Banderas would continue to pop up at regular intervals in Almodóvar’s filmography, serving as the starriest member of a rotating repertory mostly made up of superlative and emotive female performers. The filmmaker’s fascination with women’s experiences — especially stories exploring maternal devotion — helped to make icons of actors like Julieta Serrano, Marisa Paredes, Rossy de Palma, Cecilia Roth and Carmen Maura. Another, Penélope Cruz, has consistently done her best work for her longtime friend, claiming that their collaboration — which started in 1997 with “Live Flesh” — is the byproduct of what she calls a “supernatural connection.”
Any attempt to reduce Almodóvar’s stylistically diverse and emotionally spacious filmography to a tidy set of themes and preoccupations is bound to come up short. Still TIFF’s retrospective provides casual viewers and devotees alike with myriad opportunities to juxtapose major and minor works in search of telling resonances between them.
For instance, it would be fascinating to pair 1983’s scabrous, wilfully sacrilegious “Dark Habits” (Nov. 9) — a delirious farce about a dysfunctional convent presided over by a drug-addicted Mother Superior — with 2004’s “Bad Education” (Dec. 7), which takes a more measured and sinister tack in critiquing the Catholic Church, or to double-bill 1989’s “Tie Me Up! Tie Me Down! (Dec. 1) with 2011’s “The Skin I Live In” (Nov. 26), twin psychodramas about women being held hostage by obsessive male captors that limn the limits of Stockholm syndrome.

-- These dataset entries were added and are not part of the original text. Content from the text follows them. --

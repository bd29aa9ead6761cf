//! Background rasterization of viewport snapshots.

use std::sync::atomic::{AtomicBool, AtomicU64, Ordering};
use std::sync::Arc;

use parking_lot::{Mutex, RwLock};
use tokio::runtime::Runtime;
use tokio::sync::{mpsc, watch};

use crate::config::RENDER_THREAD_NAME;
use crate::error::MeridianError;
use crate::map::MapContents;
use crate::messenger::Messenger;
use crate::render::{Bitmap, MapState, Renderer};
use crate::viewport::Viewport;

pub(crate) type SharedMessenger = Arc<RwLock<Option<Box<dyn Messenger>>>>;

/// Immutable viewport snapshot waiting to be rendered.
#[derive(Debug, Clone)]
pub struct RenderRequest {
    generation: u64,
    viewport: Viewport,
}

impl RenderRequest {
    /// Sequence number of the request. Later submissions have larger numbers.
    pub fn generation(&self) -> u64 {
        self.generation
    }

    /// The snapshot to render.
    pub fn viewport(&self) -> &Viewport {
        &self.viewport
    }
}

/// Result of a render request.
#[derive(Debug, Clone)]
pub struct RenderedFrame {
    /// Generation of the request the bitmap was rendered for.
    pub generation: u64,
    /// Rendered image. Its size equals the pixel size of the requested viewport.
    pub bitmap: Bitmap,
}

/// Single background thread that renders the latest submitted viewport.
///
/// Requests are kept in a latest-value slot: submitting while a render is running replaces
/// any request that has not started yet, so intermediate states of a gesture are skipped
/// but the last one is always rendered. Finished frames are sent to the delivery queue in
/// submission order, followed by [`Messenger::request_redraw`].
pub struct RenderWorker {
    sender: Mutex<Option<watch::Sender<Option<RenderRequest>>>>,
    runtime: Mutex<Option<Runtime>>,
    next_generation: AtomicU64,
    running: Arc<AtomicBool>,
}

impl RenderWorker {
    /// Starts the worker thread.
    pub(crate) fn spawn(
        contents: Arc<RwLock<MapContents>>,
        renderer: Arc<dyn Renderer>,
        frames: mpsc::UnboundedSender<RenderedFrame>,
        messenger: SharedMessenger,
    ) -> Result<Self, MeridianError> {
        let runtime = tokio::runtime::Builder::new_multi_thread()
            .worker_threads(1)
            .max_blocking_threads(1)
            .thread_name(RENDER_THREAD_NAME)
            .build()?;

        let (sender, receiver) = watch::channel(None);
        let job = Arc::new(RenderJob { contents, renderer });
        let running = Arc::new(AtomicBool::new(true));
        let guard = RunningGuard(running.clone());
        runtime.spawn(render_loop(receiver, job, frames, messenger, guard));

        log::debug!("Render worker started");

        Ok(Self {
            sender: Mutex::new(Some(sender)),
            runtime: Mutex::new(Some(runtime)),
            next_generation: AtomicU64::new(0),
            running,
        })
    }

    /// Queues the viewport for rendering, replacing any request that has not started yet.
    ///
    /// Returns `false` if the worker was shut down.
    pub fn submit(&self, viewport: Viewport) -> bool {
        let sender = self.sender.lock();
        let Some(sender) = sender.as_ref() else {
            log::warn!("Render request rejected: the render worker is shut down");
            return false;
        };
        if !self.running.load(Ordering::SeqCst) {
            log::warn!("Render request rejected: the render loop has stopped");
            return false;
        }

        let generation = self.next_generation.fetch_add(1, Ordering::SeqCst) + 1;
        sender.send_replace(Some(RenderRequest {
            generation,
            viewport,
        }));
        log::trace!("Render request {generation} submitted");

        true
    }

    /// Renders the most recently submitted viewport again under a new generation.
    ///
    /// Used when something the renderer reads besides the viewport (layers, style) changed.
    /// Returns `false` if nothing was submitted yet or the worker was shut down.
    pub fn resubmit(&self) -> bool {
        let sender = self.sender.lock();
        let Some(sender) = sender.as_ref() else {
            return false;
        };
        if !self.running.load(Ordering::SeqCst) {
            return false;
        }

        sender.send_if_modified(|slot| match slot {
            Some(request) => {
                request.generation = self.next_generation.fetch_add(1, Ordering::SeqCst) + 1;
                true
            }
            None => false,
        })
    }

    /// Generation of the most recent submission, or `0` if nothing was submitted.
    pub fn last_generation(&self) -> u64 {
        self.next_generation.load(Ordering::SeqCst)
    }

    /// Stops accepting requests and releases the worker thread.
    ///
    /// Does not wait for a render in progress; its result is discarded. Calling it more than
    /// once does nothing.
    pub fn shutdown(&self) {
        let sender = self.sender.lock().take();
        let runtime = self.runtime.lock().take();

        if sender.is_none() && runtime.is_none() {
            return;
        }

        drop(sender);
        if let Some(runtime) = runtime {
            runtime.shutdown_background();
        }

        log::debug!("Render worker shut down");
    }

    /// Returns true if [`RenderWorker::shutdown`] was called or the render loop stopped, e.g.
    /// because the [`Messenger`] panicked.
    pub fn is_shutdown(&self) -> bool {
        self.sender.lock().is_none() || !self.running.load(Ordering::SeqCst)
    }
}

impl Drop for RenderWorker {
    fn drop(&mut self) {
        self.shutdown();
    }
}

/// Clears the running flag when the render loop ends, normally or by unwinding.
struct RunningGuard(Arc<AtomicBool>);

impl Drop for RunningGuard {
    fn drop(&mut self) {
        self.0.store(false, Ordering::SeqCst);
        if std::thread::panicking() {
            log::error!("Render loop panicked, the render worker is stopped");
        }
    }
}

struct RenderJob {
    contents: Arc<RwLock<MapContents>>,
    renderer: Arc<dyn Renderer>,
}

impl RenderJob {
    fn render(&self, request: RenderRequest) -> Result<Option<RenderedFrame>, MeridianError> {
        let RenderRequest {
            generation,
            viewport,
        } = request;
        let (width, height) = (viewport.width(), viewport.height());
        if width == 0 || height == 0 {
            log::debug!("Skipping render request {generation} of zero size");
            return Ok(None);
        }

        let state = {
            let contents = self.contents.read();
            MapState::new(viewport, contents.layers.clone(), contents.style.clone())
        };

        let bitmap = self.renderer.render(&state, width, height)?;
        if bitmap.size() != (width, height) {
            return Err(MeridianError::Render(format!(
                "renderer returned a {}x{} bitmap for a {width}x{height} viewport",
                bitmap.width(),
                bitmap.height()
            )));
        }

        Ok(Some(RenderedFrame { generation, bitmap }))
    }
}

async fn render_loop(
    mut receiver: watch::Receiver<Option<RenderRequest>>,
    job: Arc<RenderJob>,
    frames: mpsc::UnboundedSender<RenderedFrame>,
    messenger: SharedMessenger,
    _running: RunningGuard,
) {
    let mut last_rendered = 0;

    while receiver.changed().await.is_ok() {
        let Some(request) = receiver.borrow_and_update().clone() else {
            continue;
        };

        let generation = request.generation;
        if generation > last_rendered + 1 {
            log::debug!(
                "Render requests {}..{generation} coalesced",
                last_rendered + 1
            );
        }
        last_rendered = generation;

        let job = job.clone();
        match tokio::task::spawn_blocking(move || job.render(request)).await {
            Ok(Ok(Some(frame))) => {
                if frames.send(frame).is_err() {
                    log::debug!("Delivery queue is closed, stopping the render worker");
                    break;
                }

                if let Some(messenger) = &*messenger.read() {
                    messenger.request_redraw();
                }
            }
            Ok(Ok(None)) => {}
            Ok(Err(err)) => log::warn!("Render request {generation} failed: {err}"),
            Err(err) if err.is_panic() => {
                log::error!("Renderer panicked while rendering request {generation}")
            }
            Err(err) => log::debug!("Render request {generation} cancelled: {err}"),
        }
    }

    log::debug!("Render loop finished");
}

Gael Garcia Bernal stars in the Pedro Almodóvar crime drama “Bad Education.”
Sony Pictures ClassicsAlmodóvar’s 2020 short “The Human Voice” (Nov. 8 and Dec. 17), starring Tilda Swinton, serves simultaneously as an adaptation of a stage monologue by the French Surrealist Jean Cocteau and a spiritual sequel to two of his greatest and most philosophically complex features: 1987’s “Law of Desire” (Dec. 21) and 1988’s “Women on the Verge of a Nervous Breakdown,” (Dec. 27), both of which integrate Cocteau’s play into their storylines.
The extent to which Almodóvar’s 20-plus features tend to reflect and refract one another is why picking a single favourite from his oeuvre is such a daunting challenge.
That said, a case can be made that his most affecting and accomplished movie is also one of his most recent: 2019’s “Pain and Glory” (Dec. 5), which casts Banderas as a filmmaker modelled on Almodóvar himself — right down to his heritage as a former libertine and countercultural warrior weighing the compromises (personal and artistic) of maturity.
The self-reflexive self-portrait-of-the-artist-as-a-flawed-visionary is a mainstay of capital-A Auteur cinema (think “8½” and the vast majority of Woody Allen), but “Pain and Glory” vibrates with humanity and humility. It’s less a victory lap around Almodóvar’s career than a meditation on what happens when somebody who has dedicated themselves to imitating life is suddenly obliged to do a reality check.
The scene in which Banderas’ Almodóvar stand-in tries to reignite an old flame, only to watch it flicker out before his eyes, is one of the great pieces of contemporary screen acting. Among other things, it proves that a filmmaker who became beloved for his willingness to take his ideas, his actors and his audiences spiralling over the top is able to practice his mastery in miniature.